Как станет вскоре ясно, есть множество видов действий, суетных движений и высказываний, субъекты которых не могут сказать, почему они их произвели. Но действия, которые могут быть объяснены их субъектами, не нуждаются в дальнейших и несоизмеримых с имеющимися типах объяснения. Там, где причины этих действий хорошо известны действующему лицу и окружающим его людям, обещания предъявить некие новые данные о реальных, но скрытых причинах не только остаются обещаниями, но и обещаниями особого рода — обещаниями таинственных механических причин явлений, притом что их обычные причины хорошо известны. Велосипедист знает, что приводит во вращение заднее колесо его велосипеда: это давление, оказываемое им на педали и передаваемое натяжением цепи. Такие вопросы, как «Почему давление, оказываемое на педали, приводит к натяжению цепи?» и «Почему натяжение цепи приводит к вращению заднего колеса?», покажутся ему мнимыми. Таким же будет и вопрос «Почему он заставляет вращаться заднее колесо, надавливая на педали?»
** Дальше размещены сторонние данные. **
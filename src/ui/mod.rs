// Copyright (c) 2025, Jason Jenkins
// SPDX-License-Identifier: BSD-3-Clause

//! UI stages for the PitchScout wizard.
//!
//! Each stage draws itself from read-only state and returns an action enum.
//! The app applies actions to the wizard controller; stages never touch the
//! network or the controller directly.

pub mod analysis;
pub mod canvas;
pub mod players;
pub mod result;
pub mod timeline;
pub mod toolbar;
pub mod upload;

/// Spinner plus "{message} (12s)" line shown while a job is in flight.
pub fn busy_indicator(ui: &mut egui::Ui, message: &str, elapsed: Option<std::time::Duration>) {
    ui.horizontal(|ui| {
        ui.spinner();
        let secs = elapsed.map(|d| d.as_secs()).unwrap_or(0);
        ui.label(
            egui::RichText::new(format!("{} ({}s)", message, secs))
                .color(egui::Color32::from_gray(200)),
        );
    });
}

/// Inline error with a dismiss button. Returns true when dismissed.
pub fn dismissible_error(ui: &mut egui::Ui, message: &str) -> bool {
    let mut dismissed = false;
    egui::Frame::none()
        .fill(egui::Color32::from_rgb(70, 25, 25))
        .rounding(4.0)
        .inner_margin(8.0)
        .show(ui, |ui| {
            ui.horizontal(|ui| {
                ui.label(egui::RichText::new(message).color(egui::Color32::from_rgb(255, 150, 150)));
                if ui.small_button("✕").on_hover_text("Dismiss").clicked() {
                    dismissed = true;
                }
            });
        });
    dismissed
}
Если взять обычный смысл выражения «каузальные объяснения», то тогда мы все умеем объяснять наши действия и реакции, и эти объяснения не будут прерогативой психологов. Когда экономист говорит о забастовке продавцов, то он в общепонятных терминах рассказывает о том, как, например, фермер привез своих поросят обратно на ферму, потому что обнаружил, что цены на них слишком низкие. Когда литературный критик рассуждает о том, почему поэт употребил другой размер в определенной строке стихотворения, то он принимает во внимание те сложности со стихосложением, которые могли возникнуть у поэта в данных обстоятельствах. Также и учитель не хочет слышать о каких-то событиях скрытого плана, позволяющих понять то, как мальчик пришел к правильному ответу при умножении чисел. Ибо он сам был свидетелем внешне представленных действий, которые подвели ученика к правильному ответу.
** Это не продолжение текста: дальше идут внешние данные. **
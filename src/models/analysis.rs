// Copyright (c) 2025, Jason Jenkins
// SPDX-License-Identifier: BSD-3-Clause

//! AI analysis inputs and results.

use super::player::{DetectedPlayer, ImageDimensions};
use serde::{Deserialize, Serialize};

/// Optional details the user can supply to personalise the report.
#[derive(Debug, Clone, Default, PartialEq, Eq, Serialize, Deserialize)]
pub struct PlayerMetadata {
    pub name: String,
    pub jersey_number: String,
    pub position: String,
    /// Free-form question appended to the prompt.
    #[serde(default)]
    pub focus: String,
}

impl PlayerMetadata {
    pub fn is_empty(&self) -> bool {
        self.name.trim().is_empty()
            && self.jersey_number.trim().is_empty()
            && self.position.trim().is_empty()
            && self.focus.trim().is_empty()
    }
}

/// Outcome of one successful AI analysis call.
#[derive(Debug, Clone, PartialEq, Serialize, Deserialize)]
pub struct AnalysisResult {
    pub report_text: String,
    pub prompt_text: String,
    pub selected_player_id: u32,
    pub annotated_frame_url: String,
    pub players: Vec<DetectedPlayer>,
    pub image_dimensions: ImageDimensions,
    pub timestamp_secs: f64,
    pub metadata: PlayerMetadata,
}

impl AnalysisResult {
    pub fn selected_player(&self) -> Option<&DetectedPlayer> {
        self.players.iter().find(|p| p.id == self.selected_player_id)
    }

    /// Report text split on line breaks, one entry per displayed paragraph.
    pub fn paragraphs(&self) -> Vec<&str> {
        self.report_text.split('\n').map(|line| line.trim_end_matches('\r')).collect()
    }
}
С другой стороны, во многих случаях мы не можем дать подобные объяснения нашему поведению. Например, я не знаю, почему я был таким молчаливым в присутствии одного знакомого; почему мне вчера приснился такой-то сон; почему я неожиданно мысленно представил себе ничем не примечательный перекресток в городе, который я едва знаю; почему я стал говорить быстрее после того, как раздался сигнал воздушной тревоги; как случилось, что я обратился к другу, перепутав его имя. Мы признаем, что вопросы подобного рода — это подлинно психологические вопросы. Вполне вероятно, что если бы у меня не было некоторых знаний по психологии, то я не смог бы понять, почему работа в саду мне покажется столь привлекательной, если мне необходимо написать одно неприятное письмо. Вопрос о том, почему фермер не продал поросят по определенной цене, — это не психологический, а экономический вопрос, но вопрос о том, почему он не продает поросят покупателю ни за какую цену, сохраняя при этом особое выражение глаз, вполне может оказаться психологическим. Сходные вещи имеют место в сфере чувственного восприятия и памяти. Опираясь на наше собственное знание, мы не можем сказать, почему прямая линия, проходящая через перекрестные штрихи, выглядит изогнутой, или почему нам кажется, что иностранцы на своем языке говорят быстрее, чем мы на своем. И мы признаем это вопросами, на которые должна ответить психология. Тем не менее, когда нам предлагают или обещают дать соответствующие психологические объяснения наших корректных оценок формы, размеров, яркости или скорости, мы полагаем, что подобное обещание неверно. Пусть психолог разъяснит нам, почему мы заблуждаемся, но мы сами можем сказать и себе, и ему, почему мы не обманулись.